The problem:
For the listing that follows, give again exactly the lines from the one with "repository a36c7ba91be18e0b" to the one with "an artifact when", including both.

Task material:
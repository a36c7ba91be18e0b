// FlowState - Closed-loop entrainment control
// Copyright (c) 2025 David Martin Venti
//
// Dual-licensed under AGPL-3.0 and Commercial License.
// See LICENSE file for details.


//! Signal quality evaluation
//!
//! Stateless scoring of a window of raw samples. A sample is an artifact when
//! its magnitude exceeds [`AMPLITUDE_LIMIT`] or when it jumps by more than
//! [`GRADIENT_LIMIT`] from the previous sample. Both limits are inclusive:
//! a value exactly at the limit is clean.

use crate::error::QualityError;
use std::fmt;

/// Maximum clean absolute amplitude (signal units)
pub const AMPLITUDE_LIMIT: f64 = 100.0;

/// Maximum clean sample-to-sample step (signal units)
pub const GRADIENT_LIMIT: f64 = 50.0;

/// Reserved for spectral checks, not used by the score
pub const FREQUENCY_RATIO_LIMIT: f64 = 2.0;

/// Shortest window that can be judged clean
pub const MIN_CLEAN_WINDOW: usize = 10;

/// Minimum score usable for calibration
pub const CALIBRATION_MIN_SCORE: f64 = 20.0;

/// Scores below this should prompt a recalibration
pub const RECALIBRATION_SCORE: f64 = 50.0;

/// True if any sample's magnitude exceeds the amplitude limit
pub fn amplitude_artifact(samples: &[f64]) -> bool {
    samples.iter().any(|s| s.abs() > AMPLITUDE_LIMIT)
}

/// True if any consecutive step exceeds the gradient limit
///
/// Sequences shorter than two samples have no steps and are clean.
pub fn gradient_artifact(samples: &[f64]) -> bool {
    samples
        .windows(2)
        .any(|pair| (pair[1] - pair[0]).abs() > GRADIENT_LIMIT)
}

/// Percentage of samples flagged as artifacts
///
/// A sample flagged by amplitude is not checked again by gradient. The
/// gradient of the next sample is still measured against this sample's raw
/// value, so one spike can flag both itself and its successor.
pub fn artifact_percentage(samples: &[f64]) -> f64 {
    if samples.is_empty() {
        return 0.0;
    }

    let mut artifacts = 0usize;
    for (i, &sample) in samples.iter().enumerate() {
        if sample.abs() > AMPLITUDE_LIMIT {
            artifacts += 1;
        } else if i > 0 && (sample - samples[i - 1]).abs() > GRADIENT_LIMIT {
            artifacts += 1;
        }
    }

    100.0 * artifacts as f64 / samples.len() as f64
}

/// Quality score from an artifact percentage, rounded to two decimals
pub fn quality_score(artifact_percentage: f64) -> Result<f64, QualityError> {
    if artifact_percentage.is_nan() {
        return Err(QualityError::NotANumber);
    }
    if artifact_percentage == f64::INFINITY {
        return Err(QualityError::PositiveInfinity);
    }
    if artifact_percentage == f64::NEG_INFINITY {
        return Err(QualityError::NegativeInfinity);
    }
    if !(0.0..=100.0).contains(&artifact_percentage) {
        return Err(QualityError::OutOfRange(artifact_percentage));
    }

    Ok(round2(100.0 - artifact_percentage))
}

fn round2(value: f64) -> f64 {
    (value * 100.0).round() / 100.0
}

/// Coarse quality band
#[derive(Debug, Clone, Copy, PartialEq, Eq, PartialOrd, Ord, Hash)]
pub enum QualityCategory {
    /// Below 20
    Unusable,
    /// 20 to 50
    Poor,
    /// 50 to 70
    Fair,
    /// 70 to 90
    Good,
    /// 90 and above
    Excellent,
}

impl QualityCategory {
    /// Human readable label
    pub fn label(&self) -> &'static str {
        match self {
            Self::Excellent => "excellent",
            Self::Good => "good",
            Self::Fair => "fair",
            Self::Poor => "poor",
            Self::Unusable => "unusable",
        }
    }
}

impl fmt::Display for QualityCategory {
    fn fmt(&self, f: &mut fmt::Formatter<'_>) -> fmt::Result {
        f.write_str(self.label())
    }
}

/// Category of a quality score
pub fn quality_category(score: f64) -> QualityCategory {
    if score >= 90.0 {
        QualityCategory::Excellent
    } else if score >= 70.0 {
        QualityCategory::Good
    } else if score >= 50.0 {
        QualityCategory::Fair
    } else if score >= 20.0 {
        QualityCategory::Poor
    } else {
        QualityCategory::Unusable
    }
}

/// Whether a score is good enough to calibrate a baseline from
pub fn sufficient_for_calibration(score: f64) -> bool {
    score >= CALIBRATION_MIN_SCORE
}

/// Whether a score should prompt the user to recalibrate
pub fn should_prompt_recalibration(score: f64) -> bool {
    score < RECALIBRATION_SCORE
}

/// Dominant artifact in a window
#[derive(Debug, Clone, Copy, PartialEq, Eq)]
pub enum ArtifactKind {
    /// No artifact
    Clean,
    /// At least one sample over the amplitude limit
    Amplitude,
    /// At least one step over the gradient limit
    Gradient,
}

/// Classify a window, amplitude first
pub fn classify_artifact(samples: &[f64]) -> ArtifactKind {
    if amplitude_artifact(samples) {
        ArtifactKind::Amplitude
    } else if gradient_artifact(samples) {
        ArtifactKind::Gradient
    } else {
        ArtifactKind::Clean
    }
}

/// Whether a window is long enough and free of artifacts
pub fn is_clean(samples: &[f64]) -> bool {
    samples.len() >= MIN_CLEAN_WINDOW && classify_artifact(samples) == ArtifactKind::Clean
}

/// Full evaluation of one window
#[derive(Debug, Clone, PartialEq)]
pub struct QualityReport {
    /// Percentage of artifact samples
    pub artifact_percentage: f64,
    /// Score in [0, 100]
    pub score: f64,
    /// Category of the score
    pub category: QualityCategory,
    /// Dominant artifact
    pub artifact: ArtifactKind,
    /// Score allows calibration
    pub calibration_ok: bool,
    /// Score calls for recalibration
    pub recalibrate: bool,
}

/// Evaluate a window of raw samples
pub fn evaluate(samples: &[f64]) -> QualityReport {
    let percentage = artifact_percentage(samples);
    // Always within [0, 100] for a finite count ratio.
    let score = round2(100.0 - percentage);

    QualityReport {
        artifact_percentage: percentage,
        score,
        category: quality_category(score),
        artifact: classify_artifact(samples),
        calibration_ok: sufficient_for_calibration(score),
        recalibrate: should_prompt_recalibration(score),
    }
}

...

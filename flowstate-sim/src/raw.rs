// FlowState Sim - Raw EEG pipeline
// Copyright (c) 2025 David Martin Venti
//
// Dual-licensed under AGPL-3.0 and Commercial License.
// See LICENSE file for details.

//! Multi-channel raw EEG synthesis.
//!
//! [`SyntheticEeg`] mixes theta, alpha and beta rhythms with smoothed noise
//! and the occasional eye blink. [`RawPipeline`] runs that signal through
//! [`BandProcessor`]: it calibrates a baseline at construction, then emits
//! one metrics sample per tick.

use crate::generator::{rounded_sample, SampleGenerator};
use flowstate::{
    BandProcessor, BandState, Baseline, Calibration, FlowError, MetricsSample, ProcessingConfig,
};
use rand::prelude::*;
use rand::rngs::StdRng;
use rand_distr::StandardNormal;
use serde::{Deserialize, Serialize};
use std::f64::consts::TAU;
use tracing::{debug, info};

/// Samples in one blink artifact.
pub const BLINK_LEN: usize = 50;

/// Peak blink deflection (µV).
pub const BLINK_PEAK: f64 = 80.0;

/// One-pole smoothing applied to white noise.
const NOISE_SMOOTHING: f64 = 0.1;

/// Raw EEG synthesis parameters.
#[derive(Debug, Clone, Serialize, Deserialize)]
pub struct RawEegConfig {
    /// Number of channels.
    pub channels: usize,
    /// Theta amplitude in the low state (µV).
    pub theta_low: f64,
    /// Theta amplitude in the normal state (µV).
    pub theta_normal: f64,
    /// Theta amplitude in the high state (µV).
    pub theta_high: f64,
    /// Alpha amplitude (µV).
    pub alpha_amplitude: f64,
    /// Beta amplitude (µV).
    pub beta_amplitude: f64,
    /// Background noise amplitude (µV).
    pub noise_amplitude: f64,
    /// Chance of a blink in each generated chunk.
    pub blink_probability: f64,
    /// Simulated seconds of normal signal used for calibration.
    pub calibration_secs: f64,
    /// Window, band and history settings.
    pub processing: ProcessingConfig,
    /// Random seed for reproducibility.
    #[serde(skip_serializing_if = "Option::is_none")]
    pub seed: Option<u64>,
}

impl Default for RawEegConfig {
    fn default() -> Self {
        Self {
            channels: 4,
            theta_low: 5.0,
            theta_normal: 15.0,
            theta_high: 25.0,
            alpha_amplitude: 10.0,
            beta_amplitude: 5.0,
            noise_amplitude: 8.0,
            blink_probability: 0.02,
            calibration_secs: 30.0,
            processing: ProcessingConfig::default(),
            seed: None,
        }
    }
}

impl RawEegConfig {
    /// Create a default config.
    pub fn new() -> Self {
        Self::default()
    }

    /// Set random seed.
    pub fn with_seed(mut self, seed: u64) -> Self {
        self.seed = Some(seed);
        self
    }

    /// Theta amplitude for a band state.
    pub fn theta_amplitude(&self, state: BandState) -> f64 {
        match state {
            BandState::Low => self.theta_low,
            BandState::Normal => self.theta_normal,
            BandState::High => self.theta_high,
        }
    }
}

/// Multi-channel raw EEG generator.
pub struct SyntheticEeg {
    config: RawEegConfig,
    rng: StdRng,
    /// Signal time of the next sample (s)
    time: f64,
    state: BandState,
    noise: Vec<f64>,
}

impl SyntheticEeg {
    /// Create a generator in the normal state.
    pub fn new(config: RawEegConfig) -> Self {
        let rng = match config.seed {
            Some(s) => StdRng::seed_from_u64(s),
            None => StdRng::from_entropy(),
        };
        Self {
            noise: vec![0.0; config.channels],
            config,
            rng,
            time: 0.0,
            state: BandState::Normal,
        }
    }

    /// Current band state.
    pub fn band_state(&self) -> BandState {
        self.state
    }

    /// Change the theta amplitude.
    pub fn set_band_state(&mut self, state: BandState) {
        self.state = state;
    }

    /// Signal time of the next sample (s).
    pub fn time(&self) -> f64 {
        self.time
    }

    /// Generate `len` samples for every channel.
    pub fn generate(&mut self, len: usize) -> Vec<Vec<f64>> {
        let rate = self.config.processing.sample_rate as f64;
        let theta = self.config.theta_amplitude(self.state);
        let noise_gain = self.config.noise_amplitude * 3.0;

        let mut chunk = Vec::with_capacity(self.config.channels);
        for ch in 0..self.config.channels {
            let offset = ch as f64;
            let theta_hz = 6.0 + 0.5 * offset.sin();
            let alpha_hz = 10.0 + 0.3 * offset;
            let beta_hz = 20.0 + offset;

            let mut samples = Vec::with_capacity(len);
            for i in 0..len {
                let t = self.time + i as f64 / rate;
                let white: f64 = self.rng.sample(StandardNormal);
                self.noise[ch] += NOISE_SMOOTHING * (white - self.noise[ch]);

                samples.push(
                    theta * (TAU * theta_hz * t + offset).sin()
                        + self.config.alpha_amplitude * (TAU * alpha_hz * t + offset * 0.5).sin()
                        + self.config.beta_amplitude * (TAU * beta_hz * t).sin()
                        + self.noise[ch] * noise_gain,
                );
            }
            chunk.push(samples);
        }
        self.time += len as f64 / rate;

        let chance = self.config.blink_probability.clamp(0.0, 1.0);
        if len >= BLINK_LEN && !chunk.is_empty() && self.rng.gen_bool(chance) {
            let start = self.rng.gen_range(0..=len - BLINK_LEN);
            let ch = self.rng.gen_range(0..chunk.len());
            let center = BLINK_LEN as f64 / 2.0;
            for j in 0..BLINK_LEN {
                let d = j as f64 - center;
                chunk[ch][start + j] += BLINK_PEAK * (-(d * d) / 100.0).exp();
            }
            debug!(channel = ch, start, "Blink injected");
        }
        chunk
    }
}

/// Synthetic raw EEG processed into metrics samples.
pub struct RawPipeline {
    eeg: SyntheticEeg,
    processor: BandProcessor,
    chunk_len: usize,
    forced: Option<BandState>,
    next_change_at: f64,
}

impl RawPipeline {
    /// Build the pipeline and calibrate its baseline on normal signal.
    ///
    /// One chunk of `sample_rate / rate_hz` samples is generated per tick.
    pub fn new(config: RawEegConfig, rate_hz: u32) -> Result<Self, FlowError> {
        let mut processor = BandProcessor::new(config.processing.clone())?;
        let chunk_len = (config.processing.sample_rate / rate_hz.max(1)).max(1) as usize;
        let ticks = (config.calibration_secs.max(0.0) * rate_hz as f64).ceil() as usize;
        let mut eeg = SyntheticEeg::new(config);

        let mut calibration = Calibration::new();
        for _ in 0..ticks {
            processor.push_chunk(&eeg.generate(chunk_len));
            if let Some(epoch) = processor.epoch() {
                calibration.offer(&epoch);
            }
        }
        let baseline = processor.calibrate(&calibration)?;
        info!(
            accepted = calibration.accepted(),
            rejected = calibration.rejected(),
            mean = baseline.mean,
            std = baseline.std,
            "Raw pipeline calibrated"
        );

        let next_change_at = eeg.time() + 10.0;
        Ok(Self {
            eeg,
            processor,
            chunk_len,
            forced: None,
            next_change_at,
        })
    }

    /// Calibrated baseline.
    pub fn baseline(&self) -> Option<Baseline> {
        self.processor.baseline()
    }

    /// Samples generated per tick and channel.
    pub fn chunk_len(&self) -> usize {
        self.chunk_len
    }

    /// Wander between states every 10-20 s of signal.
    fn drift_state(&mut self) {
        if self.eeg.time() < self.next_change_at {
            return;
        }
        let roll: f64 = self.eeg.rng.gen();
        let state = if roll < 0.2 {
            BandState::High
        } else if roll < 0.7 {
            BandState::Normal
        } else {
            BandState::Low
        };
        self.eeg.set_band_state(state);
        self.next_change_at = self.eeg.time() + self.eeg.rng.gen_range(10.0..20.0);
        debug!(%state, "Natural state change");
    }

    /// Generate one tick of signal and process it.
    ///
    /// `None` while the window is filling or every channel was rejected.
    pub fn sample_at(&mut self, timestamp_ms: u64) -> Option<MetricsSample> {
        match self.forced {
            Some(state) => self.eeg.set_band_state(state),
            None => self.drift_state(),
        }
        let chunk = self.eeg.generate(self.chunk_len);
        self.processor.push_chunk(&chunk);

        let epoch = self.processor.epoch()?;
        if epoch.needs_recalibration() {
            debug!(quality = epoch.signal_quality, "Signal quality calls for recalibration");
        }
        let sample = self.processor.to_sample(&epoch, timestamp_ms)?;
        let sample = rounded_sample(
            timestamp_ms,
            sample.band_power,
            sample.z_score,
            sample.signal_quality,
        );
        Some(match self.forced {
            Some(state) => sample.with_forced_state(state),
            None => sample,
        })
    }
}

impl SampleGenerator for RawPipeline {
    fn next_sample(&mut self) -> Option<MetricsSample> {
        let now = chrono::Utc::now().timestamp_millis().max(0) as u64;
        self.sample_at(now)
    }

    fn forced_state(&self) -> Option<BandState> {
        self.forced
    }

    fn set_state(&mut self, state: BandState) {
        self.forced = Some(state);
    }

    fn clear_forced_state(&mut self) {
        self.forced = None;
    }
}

Exercise answer:
repository a36c7ba91be18e0b
// FlowState - Closed-loop entrainment control
// Copyright (c) 2025 David Martin Venti
//
// Dual-licensed under AGPL-3.0 and Commercial License.
// See LICENSE file for details.


//! Signal quality evaluation
//!
//! Stateless scoring of a window of raw samples. A sample is an artifact when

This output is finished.